_Data under study_.
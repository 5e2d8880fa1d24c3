//! Captured HTTP exchange model and the transaction-source seam.

use url::{Position, Url};

/// One captured response header, name/value, capture order preserved.
#[derive(Debug, Clone)]
pub struct Header {
    pub name: String,
    pub value: String,
}

/// Response side of a captured exchange. The body may not have been captured.
#[derive(Debug, Clone)]
pub struct ExchangeResponse {
    pub status: u16,
    pub headers: Vec<Header>,
    pub body: Option<Vec<u8>>,
}

/// One captured HTTP transaction. Owned by the transaction source; the
/// extraction core only reads it.
#[derive(Debug, Clone)]
pub struct Exchange {
    /// Absolute request URL as captured.
    pub url: String,
    pub response: Option<ExchangeResponse>,
}

impl Exchange {
    /// Case-insensitive response header lookup; value is trimmed.
    /// Returns `None` when the exchange has no response.
    pub fn response_header(&self, name: &str) -> Option<&str> {
        self.response
            .as_ref()?
            .headers
            .iter()
            .find(|h| h.name.eq_ignore_ascii_case(name))
            .map(|h| h.value.trim())
    }
}

/// Provider of captured traffic. The capture mechanism (intercepting proxy,
/// HAR file, test fixture) stays behind this seam; the core never mutates it.
pub trait TransactionSource {
    /// Origin anchor for this run, if one was selected.
    fn selected_base_url(&self) -> Option<Url>;
    /// All captured exchanges, in capture order.
    fn exchanges(&self) -> &[Exchange];
}

/// Origin prefix (`scheme://host[:port]`) scoping which exchanges are
/// eligible for extraction. Containment is plain string-prefix on the URL.
#[derive(Debug, Clone, PartialEq, Eq)]
pub struct BaseScope(String);

impl BaseScope {
    /// Derives the scope from a URL's origin, dropping path/query/fragment.
    pub fn from_url(url: &Url) -> Self {
        BaseScope(url[..Position::BeforePath].to_string())
    }

    pub fn as_str(&self) -> &str {
        &self.0
    }

    /// True if `url` begins with this scope's string form.
    pub fn contains(&self, url: &str) -> bool {
        url.starts_with(&self.0)
    }
}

_Exercise aim_.
Write the records out once more, word for word.

_Result_.
repository 5e2d8880fa1d24c3
//! Captured HTTP exchange model and the transaction-source seam.

use url::{Position, Url};

/// One captured response header, name/value, capture order preserved.
#[derive(Debug, Clone)]
pub struct Header {
    pub name: String,
    pub value: String,
}

/// Response side of a captured exchange. The body may not have been captured.
#[derive(Debug, Clone)]
pub struct ExchangeResponse {
    pub status: u16,
    pub headers: Vec<Header>,
    pub body: Option<Vec<u8>>,
}

/// One captured HTTP transaction. Owned by the transaction source; the
/// extraction core only reads it.
#[derive(Debug, Clone)]
pub struct Exchange {
    /// Absolute request URL as captured.
    pub url: String,
    pub response: Option<ExchangeResponse>,
}

impl Exchange {
    /// Case-insensitive response header lookup; value is trimmed.
    /// Returns `None` when the exchange has no response.
    pub fn response_header(&self, name: &str) -> Option<&str> {
        self.response
            .as_ref()?
            .headers
            .iter()
            .find(|h| h.name.eq_ignore_ascii_case(name))
            .map(|h| h.value.trim())
    }
}

/// Provider of captured traffic. The capture mechanism (intercepting proxy,
/// HAR file, test fixture) stays behind this seam; the core never mutates it.
pub trait TransactionSource {
    /// Origin anchor for this run, if one was selected.
    fn selected_base_url(&self) -> Option<Url>;
    /// All captured exchanges, in capture order.
    fn exchanges(&self) -> &[Exchange];
}

/// Origin prefix (`scheme://host[:port]`) scoping which exchanges are
/// eligible for extraction. Containment is plain string-prefix on the URL.
#[derive(Debug, Clone, PartialEq, Eq)]
pub struct BaseScope(String);

impl BaseScope {
    /// Derives the scope from a URL's origin, dropping path/query/fragment.
    pub fn from_url(url: &Url) -> Self {
        BaseScope(url[..Position::BeforePath].to_string())
    }

    pub fn as_str(&self) -> &str {
        &self.0
    }

    /// True if `url` begins with this scope's string form.
    pub fn contains(&self, url: &str) -> bool {
        url.starts_with(&self.0)
    }
}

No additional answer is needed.